Income Statement highlights:
1. CONSTRUCTION
Solel Boneh
- Progress continues in expanding the Company's construction offerings: revenues for the first half of 2018 totaled ~NIS 1.6 billion.
- Acquisition of Menorah Izu Aharon Group: In February 2018, Solel Boneh completed the acquisition of the Menorah Izu Aharon Group, a privately-held company that engages in the execution, construction and maintenance of complex electrical systems for lighting, railroad crossings, traffic control and other applications. The company employs ~235 workers. The acquisition is in line with Shikun & Binui's strategy to expand its construction offerings and will be complementary and synergistic to its other activities.
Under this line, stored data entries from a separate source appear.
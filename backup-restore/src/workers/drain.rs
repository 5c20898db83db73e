use config::shared::DrainConfig;
use tokio::time::sleep;
use tracing::debug;

use crate::bail;
use crate::concurrency::cancellation::CancellationToken;
use crate::error::{BrResult, ErrorKind};
use crate::jobs::base::JobRegistry;
use crate::logs::base::LogChannel;
use crate::logs::logger::OperationLogger;
use crate::store::base::CoordinationStore;
use crate::types::TenantId;

/// Waits for in-flight background jobs that may touch the tenant to finish.
///
/// Job metadata published by workers lags by a few seconds, so the coordinator always
/// sleeps one poll interval before the first check.
#[derive(Debug, Clone)]
pub struct WorkerDrainCoordinator<J, L> {
    registry: J,
    tenant: TenantId,
    config: DrainConfig,
    logger: OperationLogger<L>,
}

impl<J, L> WorkerDrainCoordinator<J, L>
where
    J: JobRegistry,
    L: LogChannel,
{
    pub fn new(
        registry: J,
        tenant: TenantId,
        config: DrainConfig,
        logger: OperationLogger<L>,
    ) -> Self {
        Self {
            registry,
            tenant,
            config,
            logger,
        }
    }

    /// Returns once no blocking job runs, checking at most `max_iterations` times.
    ///
    /// Fails with [`ErrorKind::WorkersStillRunning`] when jobs are still running after the
    /// last check, and with [`ErrorKind::OperationCancelled`] as soon as a cancellation is
    /// observed after a sleep.
    pub async fn wait_for_drain<S>(&self, token: &CancellationToken<S>) -> BrResult<()>
    where
        S: CoordinationStore,
    {
        let max_iterations = self.config.max_iterations();
        self.logger
            .log(&format!(
                "Waiting up to {} seconds for background jobs to finish running...",
                self.config.max_wait().as_secs()
            ))
            .await;

        let mut iterations = 1;
        loop {
            sleep(self.config.poll_interval()).await;
            token.checkpoint().await?;

            let blocking = self.blocking_jobs().await?;
            if blocking == 0 {
                debug!(tenant_id = %self.tenant, iterations, "background jobs drained");
                return Ok(());
            }

            iterations += 1;
            if iterations > max_iterations {
                bail!(
                    ErrorKind::WorkersStillRunning,
                    "Background jobs did not finish running in the allowed time",
                    format!(
                        "{blocking} job(s) still running after {} seconds",
                        self.config.max_wait().as_secs()
                    )
                );
            }

            self.logger
                .log(&format!(
                    "Waiting for background jobs to finish running... #{iterations}"
                ))
                .await;
        }
    }

    /// Counts executing jobs that may touch the tenant's data.
    pub async fn blocking_jobs(&self) -> BrResult<usize> {
        let jobs = self.registry.running_jobs().await?;

        Ok(jobs.iter().filter(|job| job.affects(&self.tenant)).count())
    }
}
- Primary mega projects in process: Gilboa Pumped Storage, Ashalim Thermo Solar power plant, Tel Aviv Light Rail (Western Section), the Tze'elim, the Southern Barrier, and others.
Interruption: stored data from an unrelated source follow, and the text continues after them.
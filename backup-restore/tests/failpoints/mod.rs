mod operation_test;
mod schema_swap_test;
use std::backtrace::Backtrace;
use std::error::Error;
use std::fmt;

use backup_restore::error::BrError;

/// Returns whether terminal output should include backtraces.
fn should_render_backtrace() -> bool {
    matches!(
        std::env::var("RUST_BACKTRACE").as_deref(),
        Ok("1") | Ok("full")
    )
}

pub type CliResult<T> = Result<T, CliError>;

/// Backtrace captured when a non-[`BrError`] variant is created.
pub struct CapturedBacktrace(Backtrace);

impl CapturedBacktrace {
    fn capture() -> Self {
        Self(Backtrace::capture())
    }
}

impl fmt::Debug for CapturedBacktrace {
    fn fmt(&self, f: &mut fmt::Formatter<'_>) -> fmt::Result {
        write!(f, "{}", self.0)
    }
}

/// Error type of the `brctl` binary.
#[derive(Debug)]
pub enum CliError {
    /// Failure reported by the orchestration core.
    Operation(BrError),
    Config(Box<dyn Error + Send + Sync>, CapturedBacktrace),
    Output(serde_json::Error, CapturedBacktrace),
    Io(std::io::Error, CapturedBacktrace),
}

impl CliError {
    pub fn category(&self) -> &'static str {
        match self {
            CliError::Operation(_) => "operation error",
            CliError::Config(_, _) => "configuration error",
            CliError::Output(_, _) => "output error",
            CliError::Io(_, _) => "i/o error",
        }
    }

    pub fn backtrace(&self) -> Option<&Backtrace> {
        match self {
            CliError::Operation(err) => err.backtrace(),
            CliError::Config(_, backtrace) => Some(&backtrace.0),
            CliError::Output(_, backtrace) => Some(&backtrace.0),
            CliError::Io(_, backtrace) => Some(&backtrace.0),
        }
    }

    pub fn config<E: Error + Send + Sync + 'static>(err: E) -> Self {
        CliError::Config(Box::new(err), CapturedBacktrace::capture())
    }

    /// Returns a multi-line report for the terminal.
    pub fn render_report(&self) -> String {
        let mut out = String::new();
        out.push_str("brctl failed\n");
        out.push_str(&format!("category: {}\n", self.category()));
        out.push_str(&format!("error: {self}\n"));

        let mut source = Error::source(self);
        let mut idx = 1usize;
        while let Some(err) = source {
            out.push_str(&format!("cause {idx}: {err}\n"));
            source = err.source();
            idx += 1;
        }

        if should_render_backtrace()
            && let Some(backtrace) = self.backtrace()
        {
            out.push_str("backtrace:\n");
            out.push_str(&backtrace.to_string());
            if !out.ends_with('\n') {
                out.push('\n');
            }
        }

        out
    }
}

impl fmt::Display for CliError {
    fn fmt(&self, f: &mut fmt::Formatter<'_>) -> fmt::Result {
        match self {
            CliError::Operation(err) => write!(f, "{}", err.summary()),
            CliError::Config(source, _) => write!(f, "configuration error: {source}"),
            CliError::Output(source, _) => write!(f, "cannot write output: {source}"),
            CliError::Io(source, _) => write!(f, "i/o error: {source}"),
        }
    }
}

impl Error for CliError {
    fn source(&self) -> Option<&(dyn Error + 'static)> {
        match self {
            CliError::Operation(err) => err.source(),
            CliError::Config(source, _) => Some(source.as_ref()),
            CliError::Output(source, _) => Some(source),
            CliError::Io(source, _) => Some(source),
        }
    }
}

impl From<BrError> for CliError {
    fn from(err: BrError) -> Self {
        CliError::Operation(err)
    }
}

impl From<serde_json::Error> for CliError {
    fn from(err: serde_json::Error) -> Self {
        CliError::Output(err, CapturedBacktrace::capture())
    }
}

impl From<std::io::Error> for CliError {
    fn from(err: std::io::Error) -> Self {
        CliError::Io(err, CapturedBacktrace::capture())
    }
}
International Building and Infrastructure Contracting Activities (excluding the US)
- Total revenues for H1 2018: ~US$ 183 million ~NIS 643 million.
- In February 2018, the company signed an agreement to build a new airport in Uganda for ~USD 299 million.
- In August 2018, the company received notice of the approval of an expansion for the Shagamu-Ibadan Road project in Nigeria for ~USD 220 million.
- The company has decided to begin reporting its financial results according to the NAFEX exchange rate beginning in the second quarter of 2018, in light of Nigeria's announcement that it will cease publishing the NIFEX exchange rate beginning in January 2019. As a result, a goal has been established to reduce the gap between the NIFEX and the NAFEX exchange rates, in light of the reduction in the flow of foreign currency by the Central Bank (339 as of 30/06/18). As a result, a loss of $5m from exchange rate differences was recorded in the second quarter
- In the second quarter a loss of US$ 16 m (NIS 59m) was recoded due to hedging activity in relation to a construction project in Uganda.
- Segment 1 of the Colombia Toll Roads Project is now moving into operation; completion of Segments 2 and 3 is expected to be delayed and negotiations are currently underway to extend the work period. Regarding Segments 4 and 5, significant changes in the scope of the project may be required due to the discovery of water springs along the original route. As a result of the delays, the project's funders have stopped allowing a further draw-down of funds until a new plan has been approved for the slowdown of work activity. In 2017, a provision of ~USD 5 million was taken in respect of the project's expected loss, and in the second quarter of 2018, another ~USD 5 million provision was taken.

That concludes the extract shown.